Syaikh ‘Abdurrahmân as-Sa’di rahimahullah berkata, ” Murâqabatullâh (selalu merasakan pengawasan Allâh Azza wa Jalla) adalah termasuk amalan hati yang paling tinggi (keutamaannya dalam Islam), yaitu menghambakan diri (beribadah) kepada Allâh dengan (memahami dan mengamalkan makna yang terkandung dalam) nama-Nya ar-Raqîb (Yang Maha Mengawasi) dan asy-Syahîd (Yang Maha Menyaksikan). Maka ketika seorang hamba mengetahui (meyakini) bahwa semua gerakan (aktifitas)nya yang lahir maupun batin, tidak ada (satu pun) yang luput dari pengetahuan-Nya, dan dia (senantiasa) menghadirkan keyakinan ini dalam semua keadaannya, ini (semua) akan menjadikannya (selalu berusaha) menjaga batin (hati)nya dari (semua) pikiran (buruk) dan angan-angan yang dibenci Allâh Azza wa Jalla , menjaga lahir (anggota badan)nya dari (semua) ucapan dan perbuatan yang dimurkai Allâh Azza wa Jalla , dan akan beribadah (mendekatkan diri kepada Allâh Azza wa Jalla ) dengan al-ihsân. Dengan itu, maka ia akan beribadah kepada Allâh Azza wa Jalla seakan-akan melihat-Nya, kalau tidak bisa melihat-Nya maka ia (yakin) sesungguhnya Allâh melihatnya”[12] .
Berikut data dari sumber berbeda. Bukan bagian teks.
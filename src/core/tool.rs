use async_trait::async_trait;
use thiserror::Error;

use crate::core::error::ArgsError;

/// Minimal metadata every tool must expose.
pub trait ToolSpec {
    fn name(&self) -> &'static str;
    fn description(&self) -> &'static str;
    fn input_schema(&self) -> serde_json::Value;
}

/// Tool = Spec + call. A backend failure is a successful call whose value is
/// the error result; only bad arguments are reported as `Err`.
#[async_trait]
pub trait Tool: ToolSpec + Send + Sync {
    async fn call(&self, arguments: &serde_json::Value) -> Result<serde_json::Value, ArgsError>;
}

#[derive(Debug, Error)]
pub enum ToolCallError {
    #[error("unknown tool: {0}")]
    UnknownTool(String),
    #[error(transparent)]
    Args(#[from] ArgsError),
}
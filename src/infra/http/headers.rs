use reqwest::RequestBuilder;

/// Generate a simple request id suitable for logging/correlation.
pub fn generate_request_id() -> String {
    let now = chrono::Utc::now();
    format!("emi-{}-{:09}", now.timestamp(), now.timestamp_subsec_nanos())
}

/// Add standard headers to an outgoing request. Returns the updated builder and the request id used.
pub fn add_standard_headers(
    builder: RequestBuilder,
    request_id: Option<String>,
) -> (RequestBuilder, String) {
    let rid = request_id.unwrap_or_else(generate_request_id);
    let b = builder.header("x-request-id", rid.as_str()).header(
        reqwest::header::USER_AGENT,
        format!("emi-mcp-gateway/{}", env!("CARGO_PKG_VERSION")),
    );
    (b, rid)
}
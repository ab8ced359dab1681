//! Wiring between configuration and the MCP handler.
//!
//! Every session (one per stdio process, one per Streamable HTTP session)
//! gets a fresh `EmiSvc` sharing the same relay, so the base URL and HTTP
//! connection pool are fixed for the life of the process.

use crate::clients::emi_backend::EmiBackend;
use crate::infra::config::BackendConfig;
use crate::tools::emi::EmiTools;
use crate::tools::router::{EmiRouter, EmiSvc};

/// Factory required by rmcp Streamable HTTP & stdio transports:
/// must return a `(handler, ToolRouter<handler>)` pair.
pub fn make_factory(backend: EmiBackend) -> impl Fn() -> (EmiSvc, EmiRouter) + Clone + Send + Sync + 'static {
    let tools = EmiTools::new(backend);
    move || (EmiSvc { tools: tools.clone() }, EmiSvc::router())
}

pub fn factory_from_config(cfg: &BackendConfig) -> impl Fn() -> (EmiSvc, EmiRouter) + Clone + Send + Sync + 'static {
    tracing::info!(base_url = %cfg.base_url, timeout_secs = cfg.timeout.as_secs(), "EMI backend configured");
    make_factory(EmiBackend::from_config(cfg))
}

#[cfg(test)]
mod tests {
    use super::*;
    use std::time::Duration;

    #[test]
    fn factory_shares_the_configured_base_url() {
        let cfg = BackendConfig {
            base_url: "http://emi.example/api".into(),
            timeout: Duration::from_secs(1),
        };
        let factory = factory_from_config(&cfg);
        let (a, _) = factory();
        let (b, _) = factory();
        assert_eq!(a.tools.backend().base_url(), "http://emi.example/api");
        assert_eq!(a.tools.backend().url_for("/calculate-emi"), b.tools.backend().url_for("/calculate-emi"));
    }
}
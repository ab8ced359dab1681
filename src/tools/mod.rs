pub mod emi;
pub mod registry;
pub mod router;
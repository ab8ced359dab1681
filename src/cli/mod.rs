use clap::{Parser, Subcommand};
use std::process::ExitCode;

use crate::clients::emi_backend::EmiBackend;
use crate::core::error::BackendError;
use crate::domain::{LoanScenario, DEFAULT_CALCULATION_METHOD};
use crate::infra::config::Config;
use crate::tools::emi::EmiTools;

#[derive(Parser)]
#[command(name = "emi-mcp-gateway")]
#[command(about = "MCP tools for loan EMI calculations, relayed to the EMI backend")]
#[command(version)]
pub struct Cli {
    #[command(subcommand)]
    pub command: Option<Commands>,
}

#[derive(Subcommand)]
pub enum Commands {
    /// Serve MCP (stdio or HTTP per MODE); the default
    Serve,
    /// Print and validate the effective configuration
    Config,
    /// Health check a running gateway in server mode
    Health {
        /// Gateway URL to check
        #[arg(short, long, default_value = "http://localhost:8080")]
        url: String,
    },
    /// Send a sample calculate_emi request to the backend
    PingBackend {
        /// Backend base URL; defaults to EMI_API_BASE_URL
        #[arg(short, long)]
        url: Option<String>,
    },
}

pub async fn run_commands(command: Commands) -> ExitCode {
    match command {
        Commands::Serve => {
            let cfg = match Config::from_env() {
                Ok(cfg) => cfg,
                Err(e) => {
                    eprintln!("❌ {e}");
                    return ExitCode::FAILURE;
                }
            };
            match crate::infra::boot::run_server(cfg).await {
                Ok(()) => ExitCode::SUCCESS,
                Err(e) => {
                    tracing::error!(error = %e, "server exited with error");
                    ExitCode::FAILURE
                }
            }
        }
        Commands::Config => match show_config() {
            Ok(_) => {
                println!("✅ Configuration is valid");
                ExitCode::SUCCESS
            }
            Err(e) => {
                eprintln!("❌ Configuration validation failed: {}", e);
                ExitCode::FAILURE
            }
        },
        Commands::Health { url } => match health_check(&url).await {
            Ok(_) => {
                println!("✅ Service is healthy");
                ExitCode::SUCCESS
            }
            Err(e) => {
                eprintln!("❌ Health check failed: {}", e);
                ExitCode::FAILURE
            }
        },
        Commands::PingBackend { url } => match ping_backend(url).await {
            Ok(_) => {
                println!("✅ Backend answered calculate_emi");
                ExitCode::SUCCESS
            }
            Err(e) => {
                eprintln!("❌ Backend ping failed: {}", e);
                ExitCode::FAILURE
            }
        },
    }
}

async fn health_check(url: &str) -> Result<(), Box<dyn std::error::Error>> {
    let client = reqwest::Client::new();
    let response = client
        .get(format!("{}/healthz", url.trim_end_matches('/')))
        .timeout(std::time::Duration::from_millis(500))
        .send()
        .await?;

    if response.status().is_success() {
        Ok(())
    } else {
        Err(format!("HTTP {}", response.status()).into())
    }
}

fn show_config() -> Result<(), Box<dyn std::error::Error>> {
    let cfg = Config::from_env()?;
    println!("📋 Configuration:");
    println!("  Mode: {}", cfg.mode);
    println!("  Port: {}", cfg.port);
    println!("  JSON-RPC shim: {}", if cfg.deprecate_rest { "disabled" } else { "/v1/rpc" });
    println!("  Backend: {}", cfg.backend.base_url);
    println!("  Backend timeout: {}s", cfg.backend.timeout.as_secs());
    println!(
        "  Log Level: {}",
        std::env::var("RUST_LOG").unwrap_or_else(|_| "info".into())
    );
    Ok(())
}

async fn ping_backend(url: Option<String>) -> Result<(), Box<dyn std::error::Error>> {
    let mut backend_cfg = Config::from_env()?.backend;
    if let Some(url) = url {
        backend_cfg.base_url = url;
    }
    let tools = EmiTools::new(EmiBackend::from_config(&backend_cfg));
    let sample = LoanScenario {
        principal: 100000.into(),
        interest_rate: serde_json::Number::from_f64(9.5).ok_or("bad sample rate")?,
        tenure: 12,
        calculation_method: DEFAULT_CALCULATION_METHOD.to_string(),
    };

    println!("🔗 Backend: {}", backend_cfg.base_url);
    let out = tools.calculate_emi(sample).await;
    println!("{}", serde_json::to_string_pretty(&out)?);
    if out.get("error").and_then(|v| v.as_str()) == Some(BackendError::KIND) {
        return Err(out["details"].as_str().unwrap_or("backend_error").to_string().into());
    }
    Ok(())
}
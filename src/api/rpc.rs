//! Plain JSON-RPC 2.0 shim over the tool registry, for clients that do not
//! speak Streamable HTTP.

use axum::Json;
use serde_json::{json, Value as J};

use crate::core::mcp::{RpcReq, RpcResp, ServerInfo};
use crate::core::tool::ToolCallError;
use crate::infra::http::json as http_json;
use crate::tools::registry::ToolRegistry;

fn tools_list(reg: &ToolRegistry) -> J {
    let tools: Vec<J> = reg
        .list()
        .into_iter()
        .map(|t| json!({ "name": t.name, "description": t.description, "inputSchema": t.input_schema }))
        .collect();
    json!({ "tools": tools })
}

async fn call_tool(reg: &ToolRegistry, params: &J) -> Result<J, (i32, String)> {
    let name = params
        .get("name")
        .and_then(|v| v.as_str())
        .ok_or((-32602, "missing tool name".to_string()))?;
    let args = params.get("arguments").unwrap_or(&J::Null);
    reg.call(name, args).await.map_err(|e| match e {
        ToolCallError::UnknownTool(_) => (-32000, e.to_string()),
        ToolCallError::Args(_) => (-32602, e.to_string()),
    })
}

pub async fn http(
    axum::extract::State(reg): axum::extract::State<ToolRegistry>,
    Json(req): Json<RpcReq>,
) -> Json<RpcResp> {
    tracing::debug!(method = %req.method, id = ?req.id, "rpc handler invoked");
    let id = req.id.clone();
    let resp = match req.method.as_str() {
        "initialize" => http_json::ok(
            id,
            json!({ "serverInfo": ServerInfo::current(), "capabilities": { "tools": {} } }),
        ),
        "shutdown" => http_json::ok(id, J::Null),
        "tools.list" | "tools/list" => http_json::ok(id, tools_list(&reg)),
        "tools.call" | "tools/call" => match call_tool(&reg, &req.params).await {
            Ok(out) => http_json::ok(id, out),
            Err((code, message)) => {
                tracing::warn!(code, error = %message, "tools.call rejected");
                http_json::error(id, code, message)
            }
        },
        _ => http_json::error(id, -32601, format!("unknown method: {}", req.method)),
    };
    tracing::trace!(response = ?resp.0, "rpc handler completed");
    resp
}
Kalau kita merenungkan dengan seksama ayat-ayat al-Qur’ân yang menerangkan luasnya ilmu Allâh Azza wa Jalla dan bahwasanya tidak ada sesuatu pun yang luput dari pengetahuan dan pengawasan-Nya, baik yang tampak di mata manusia maupun tersembunyi, seperti ayat-ayat berikut:

وَاعْلَمُوا أَنَّ اللَّهَ يَعْلَمُ مَا فِي أَنْفُسِكُمْ فَاحْذَرُوهُ

Dan ketahuilah bahwasanya Allâh mengetahi apa yang ada dalam hatimu, maka takutlah kepada-Nya [al-Baqarah/2:235].
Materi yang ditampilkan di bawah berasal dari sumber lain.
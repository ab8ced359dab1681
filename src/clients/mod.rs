pub mod emi_backend;
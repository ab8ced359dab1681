use axum::{
    routing::{any_service, get, post},
    Router,
};
use std::sync::Arc;

use crate::clients::emi_backend::EmiBackend;
use crate::infra::mcp;
use crate::infra::runtime::mcp_transport::{make_streamable_http_service, LocalSessionManager};
use crate::tools::emi::EmiTools;
use crate::tools::registry::build_registry;

/// Default app: `/healthz` + streamable MCP at `/mcp`.
pub fn build_app_default(backend: EmiBackend) -> Router {
    let session_mgr = Arc::new(LocalSessionManager::default());
    let mcp_service = make_streamable_http_service(mcp::make_factory(backend), session_mgr);

    Router::new()
        .route("/healthz", get(|| async { "ok" }))
        .route_service("/mcp", any_service(mcp_service))
}

/// Default app **plus** the plain JSON-RPC shim at `/v1/rpc`.
pub fn build_app_with_rpc(backend: EmiBackend) -> Router {
    let registry = build_registry(EmiTools::new(backend.clone()));

    build_app_default(backend).merge(
        Router::new()
            .route("/v1/rpc", post(crate::api::rpc::http))
            .with_state(registry),
    )
}
use std::path::Path;
use std::time::Duration;

use serde::Deserialize;

use crate::core::error::GatewayError;

pub const DEFAULT_BASE_URL: &str = "http://localhost:8000/api";
pub const DEFAULT_TIMEOUT_SECS: u64 = 10;

/// Transport the gateway speaks MCP over.
#[derive(Debug, Clone, Copy, PartialEq, Eq)]
pub enum Mode {
    Stdio,
    Server,
}

impl std::fmt::Display for Mode {
    fn fmt(&self, f: &mut std::fmt::Formatter<'_>) -> std::fmt::Result {
        match self {
            Mode::Stdio => f.write_str("stdio"),
            Mode::Server => f.write_str("server"),
        }
    }
}

impl std::str::FromStr for Mode {
    type Err = GatewayError;

    fn from_str(s: &str) -> Result<Self, Self::Err> {
        match s.trim() {
            "stdio" => Ok(Mode::Stdio),
            "server" => Ok(Mode::Server),
            other => Err(GatewayError::Config(format!(
                "invalid MODE: {other}. Must be 'server' or 'stdio'"
            ))),
        }
    }
}

/// Settings for the EMI calculation backend.
#[derive(Debug, Clone, PartialEq, Eq)]
pub struct BackendConfig {
    pub base_url: String,
    pub timeout: Duration,
}

impl Default for BackendConfig {
    fn default() -> Self {
        Self {
            base_url: DEFAULT_BASE_URL.to_string(),
            timeout: Duration::from_secs(DEFAULT_TIMEOUT_SECS),
        }
    }
}

/// Process configuration. Read once at startup and never mutated.
#[derive(Debug, Clone)]
pub struct Config {
    pub mode: Mode,
    pub port: u16,
    pub deprecate_rest: bool,
    pub backend: BackendConfig,
}

#[derive(Debug, Default, Deserialize)]
struct FileConfig {
    #[serde(default)]
    backend: FileBackend,
}

#[derive(Debug, Default, Deserialize)]
struct FileBackend {
    base_url: Option<String>,
    timeout_secs: Option<u64>,
}

fn non_empty_env(key: &str) -> Option<String> {
    std::env::var(key)
        .ok()
        .map(|v| v.trim().to_string())
        .filter(|v| !v.is_empty())
}

impl Config {
    /// Build from the environment, layering `EMI_CONFIG` (TOML) underneath.
    /// A `.env` file is loaded first; variables already set in the process win.
    pub fn from_env() -> Result<Self, GatewayError> {
        dotenvy::dotenv().ok();

        let file = match non_empty_env("EMI_CONFIG") {
            Some(path) => load_file(Path::new(&path))?,
            None => FileConfig::default(),
        };

        let mode = match non_empty_env("MODE") {
            Some(m) => m.parse()?,
            None => Mode::Stdio,
        };
        let port = std::env::var("PORT")
            .ok()
            .and_then(|s| s.parse::<u16>().ok())
            .unwrap_or(8080);
        if mode == Mode::Server && port == 0 {
            return Err(GatewayError::Config("PORT cannot be 0".into()));
        }
        let deprecate_rest = std::env::var("DEPRECATE_REST")
            .map(|v| !v.is_empty())
            .unwrap_or(false);

        let base_url = non_empty_env("EMI_API_BASE_URL")
            .or(file.backend.base_url.filter(|b| !b.trim().is_empty()))
            .unwrap_or_else(|| DEFAULT_BASE_URL.to_string());
        let timeout_secs = non_empty_env("EMI_API_TIMEOUT_SECS")
            .and_then(|s| s.parse::<u64>().ok())
            .or(file.backend.timeout_secs)
            .filter(|s| *s > 0)
            .unwrap_or(DEFAULT_TIMEOUT_SECS);

        Ok(Self {
            mode,
            port,
            deprecate_rest,
            backend: BackendConfig {
                base_url,
                timeout: Duration::from_secs(timeout_secs),
            },
        })
    }
}

fn load_file(path: &Path) -> Result<FileConfig, GatewayError> {
    let raw = std::fs::read_to_string(path)
        .map_err(|e| GatewayError::Config(format!("reading {}: {e}", path.display())))?;
    toml::from_str(&raw).map_err(|e| GatewayError::Config(format!("parsing {}: {e}", path.display())))
}

#[cfg(test)]
mod tests {
    use super::*;
    use serial_test::serial;
    use std::io::Write;

    fn clear_env() {
        for key in [
            "MODE",
            "PORT",
            "DEPRECATE_REST",
            "EMI_API_BASE_URL",
            "EMI_API_TIMEOUT_SECS",
            "EMI_CONFIG",
        ] {
            std::env::remove_var(key);
        }
    }

    #[test]
    #[serial]
    fn defaults_to_stdio_and_local_backend() {
        clear_env();
        let cfg = Config::from_env().unwrap();
        assert_eq!(cfg.mode, Mode::Stdio);
        assert_eq!(cfg.port, 8080);
        assert!(!cfg.deprecate_rest);
        assert_eq!(cfg.backend.base_url, "http://localhost:8000/api");
        assert_eq!(cfg.backend.timeout, Duration::from_secs(10));
    }

    #[test]
    #[serial]
    fn parses_env_overrides() {
        clear_env();
        std::env::set_var("MODE", "server");
        std::env::set_var("PORT", "9090");
        std::env::set_var("DEPRECATE_REST", "1");
        std::env::set_var("EMI_API_BASE_URL", "http://emi.internal/api");
        std::env::set_var("EMI_API_TIMEOUT_SECS", "3");
        let cfg = Config::from_env().unwrap();
        assert_eq!(cfg.mode, Mode::Server);
        assert_eq!(cfg.port, 9090);
        assert!(cfg.deprecate_rest);
        assert_eq!(cfg.backend.base_url, "http://emi.internal/api");
        assert_eq!(cfg.backend.timeout, Duration::from_secs(3));
        clear_env();
    }

    #[test]
    #[serial]
    fn empty_base_url_falls_back_to_default() {
        clear_env();
        std::env::set_var("EMI_API_BASE_URL", "   ");
        let cfg = Config::from_env().unwrap();
        assert_eq!(cfg.backend.base_url, DEFAULT_BASE_URL);
        clear_env();
    }

    #[test]
    #[serial]
    fn rejects_unknown_mode() {
        clear_env();
        std::env::set_var("MODE", "invalid");
        let err = Config::from_env().unwrap_err();
        assert!(err.to_string().contains("invalid MODE"));
        clear_env();
    }

    #[test]
    #[serial]
    fn rejects_port_zero_in_server_mode() {
        clear_env();
        std::env::set_var("MODE", "server");
        std::env::set_var("PORT", "0");
        let err = Config::from_env().unwrap_err();
        assert!(err.to_string().contains("PORT cannot be 0"));
        clear_env();
    }

    #[test]
    #[serial]
    fn toml_file_is_layered_under_env() {
        clear_env();
        let mut file = tempfile::NamedTempFile::new().unwrap();
        writeln!(
            file,
            "[backend]\nbase_url = \"http://from-file/api\"\ntimeout_secs = 4"
        )
        .unwrap();
        std::env::set_var("EMI_CONFIG", file.path());

        let cfg = Config::from_env().unwrap();
        assert_eq!(cfg.backend.base_url, "http://from-file/api");
        assert_eq!(cfg.backend.timeout, Duration::from_secs(4));

        std::env::set_var("EMI_API_BASE_URL", "http://from-env/api");
        let cfg = Config::from_env().unwrap();
        assert_eq!(cfg.backend.base_url, "http://from-env/api");
        assert_eq!(cfg.backend.timeout, Duration::from_secs(4));
        clear_env();
    }

    /// Run `f` with the working directory switched to a fresh dir holding `contents` as `.env`.
    fn with_dotenv<T>(contents: &str, f: impl FnOnce() -> T) -> T {
        let dir = tempfile::tempdir().unwrap();
        std::fs::write(dir.path().join(".env"), contents).unwrap();
        let prev = std::env::current_dir().unwrap();
        std::env::set_current_dir(dir.path()).unwrap();
        let out = f();
        std::env::set_current_dir(prev).unwrap();
        out
    }

    #[test]
    #[serial]
    fn dotenv_file_supplies_base_url() {
        clear_env();
        let cfg = with_dotenv("EMI_API_BASE_URL=http://from-dotenv/api\n", || Config::from_env().unwrap());
        assert_eq!(cfg.backend.base_url, "http://from-dotenv/api");
        clear_env();
    }

    #[test]
    #[serial]
    fn process_env_wins_over_dotenv_file() {
        clear_env();
        std::env::set_var("EMI_API_BASE_URL", "http://from-process/api");
        let cfg = with_dotenv("EMI_API_BASE_URL=http://from-dotenv/api\n", || Config::from_env().unwrap());
        assert_eq!(cfg.backend.base_url, "http://from-process/api");
        clear_env();
    }

    #[test]
    #[serial]
    fn unreadable_config_file_is_an_error() {
        clear_env();
        std::env::set_var("EMI_CONFIG", "/nonexistent/emi.toml");
        assert!(Config::from_env().is_err());
        clear_env();
    }
}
يَسْتَخْفُونَ مِنَ النَّاسِ وَلَا يَسْتَخْفُونَ مِنَ اللَّهِ وَهُوَ مَعَهُمْ إِذْ يُبَيِّتُونَ مَا لَا يَرْضَىٰ مِنَ الْقَوْلِ ۚ وَكَانَ اللَّهُ بِمَا يَعْمَلُونَ مُحِيطًا

Mereka bersembunyi dari manusia, tetapi mereka tidak bersembunyi dari Allâh, padahal Allâh beserta mereka, ketika pada suatu malam mereka menetapkan keputusan rahasia yang Allâh tidak ridhai. Dan adalah Allâh Maha Meliputi (ilmu-Nya) terhadap apa yang mereka kerjakan [an-Nisâ/4:108]
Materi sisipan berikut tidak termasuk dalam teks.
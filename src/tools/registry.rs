use std::collections::HashMap;
use std::sync::Arc;

use async_trait::async_trait;

use crate::core::error::ArgsError;
use crate::core::tool::{Tool, ToolCallError, ToolSpec};
use crate::tools::emi::{EmiTool, EmiTools};

/// One named EMI tool bound to the shared handlers.
#[derive(Clone)]
pub struct EmiToolEntry {
    tool: EmiTool,
    tools: EmiTools,
}

impl ToolSpec for EmiToolEntry {
    fn name(&self) -> &'static str {
        self.tool.name()
    }
    fn description(&self) -> &'static str {
        self.tool.description()
    }
    fn input_schema(&self) -> serde_json::Value {
        self.tool.input_schema()
    }
}

#[async_trait]
impl Tool for EmiToolEntry {
    async fn call(&self, args: &serde_json::Value) -> Result<serde_json::Value, ArgsError> {
        self.tools.call_json(self.tool, args).await
    }
}

#[derive(Clone)]
pub struct ToolRegistry {
    by_name: Arc<HashMap<&'static str, Arc<dyn Tool>>>,
}

impl ToolRegistry {
    pub fn with_tools<I>(iter: I) -> Self
    where
        I: IntoIterator<Item = Arc<dyn Tool>>,
    {
        let map: HashMap<&'static str, Arc<dyn Tool>> =
            iter.into_iter().map(|t| (t.name(), t)).collect();
        Self { by_name: Arc::new(map) }
    }

    pub fn list(&self) -> Vec<ToolMeta> {
        let mut metas: Vec<ToolMeta> = self
            .by_name
            .values()
            .map(|t| ToolMeta {
                name: t.name(),
                description: t.description(),
                input_schema: t.input_schema(),
            })
            .collect();
        metas.sort_by_key(|m| m.name);
        metas
    }

    pub async fn call(
        &self,
        name: &str,
        args: &serde_json::Value,
    ) -> Result<serde_json::Value, ToolCallError> {
        let t = self
            .by_name
            .get(name)
            .ok_or_else(|| ToolCallError::UnknownTool(name.to_string()))?;
        Ok(t.call(args).await?)
    }
}

#[derive(Debug, Clone, PartialEq, Eq)]
pub struct ToolMeta {
    pub name: &'static str,
    pub description: &'static str,
    pub input_schema: serde_json::Value,
}

/// Build the startup registry: every EMI tool, keyed by its stable name.
pub fn build_registry(tools: EmiTools) -> ToolRegistry {
    ToolRegistry::with_tools(EmiTool::ALL.into_iter().map(|tool| {
        Arc::new(EmiToolEntry { tool, tools: tools.clone() }) as Arc<dyn Tool>
    }))
}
لَمُ خَائِنَةَ الْأَعْيُنِ وَمَا تُخْفِي الصُّدُورُ

Dia mengetahui (pandangan) mata yang khianat dan apa yang disembunyikan dalam hati [al-Mu’min/40:19].

Dan ayat-ayat lain yang semakna dengan ayat-ayat tersebut, merenungkan dan menghayati semua itu akan membangkitkan dalam diri seorang hamba murâqabatullâh dalam semua perbuatan dan keadaannya. Karena murâqabatullâh adalah termasuk buah manis dari keyakinan seorang hamba bahwa Allâh Azza wa Jalla Maha mengawasi dan memperhatikan dirinya, Maha mendengarkan apa yang diucapkan lisannya dan Maha mengetahui semua perbuatannya setiap waktu, setiap tarikan nafas, bahkan setiap kedipan matanya[13] .

PENUTUP
Dengan penjelasan di atas, kita dapat memahami bagaimana agungnya manfaat dan keutamaan membaca al-Qur’ân dengan merenungi dan menghayati kandungan maknanya. Sebab, dengan itulah kita bisa mengambil petunjuk agung yang terdapat di dalamnya dengan sempurna , untuk membawa kita mencapai kedudukan dan tingkatan yang tinggi di hadapan Allâh Azza wa Jalla . Allâh Azza wa Jalla berfirman:

كِتَابٌ أَنْزَلْنَاهُ إِلَيْكَ مُبَارَكٌ لِيَدَّبَّرُوا آيَاتِهِ وَلِيَتَذَكَّرَ أُولُو الْأَلْبَابِ

Ini adalah kitab (al-Qur’ân) yang kami turunkan kepadamu, penuh dengan berkah, supaya mereka merenungkan ayat-ayatnya dan supaya mendapat pelajaran orang-orang yang mempunyai pikiran [Shâd/38:29].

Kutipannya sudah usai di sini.